### PROBLEM DESCRIPTION
Would you find each line in the entries below with the string "output" and copy it?

——

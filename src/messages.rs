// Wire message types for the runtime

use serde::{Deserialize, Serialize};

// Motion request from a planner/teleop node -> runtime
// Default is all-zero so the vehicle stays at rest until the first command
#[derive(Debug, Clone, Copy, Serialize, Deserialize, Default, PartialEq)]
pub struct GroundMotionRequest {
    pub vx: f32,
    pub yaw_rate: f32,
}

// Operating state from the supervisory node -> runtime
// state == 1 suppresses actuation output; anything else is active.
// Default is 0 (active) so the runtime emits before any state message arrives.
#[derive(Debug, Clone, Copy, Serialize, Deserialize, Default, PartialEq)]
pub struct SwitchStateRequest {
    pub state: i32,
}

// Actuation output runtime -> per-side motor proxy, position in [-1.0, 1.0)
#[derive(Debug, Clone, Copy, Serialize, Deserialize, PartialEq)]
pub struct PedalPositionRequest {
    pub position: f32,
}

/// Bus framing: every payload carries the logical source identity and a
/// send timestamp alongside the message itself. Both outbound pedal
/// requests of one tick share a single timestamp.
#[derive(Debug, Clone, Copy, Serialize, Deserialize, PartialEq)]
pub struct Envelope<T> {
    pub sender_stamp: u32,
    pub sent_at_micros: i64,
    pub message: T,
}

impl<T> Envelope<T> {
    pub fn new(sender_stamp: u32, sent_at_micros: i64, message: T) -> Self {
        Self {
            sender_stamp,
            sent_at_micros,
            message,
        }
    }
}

——

### RESPONSE
// state == 1 suppresses actuation output; anything else is active.
// Actuation output runtime -> per-side motor proxy, position in [-1.0, 1.0)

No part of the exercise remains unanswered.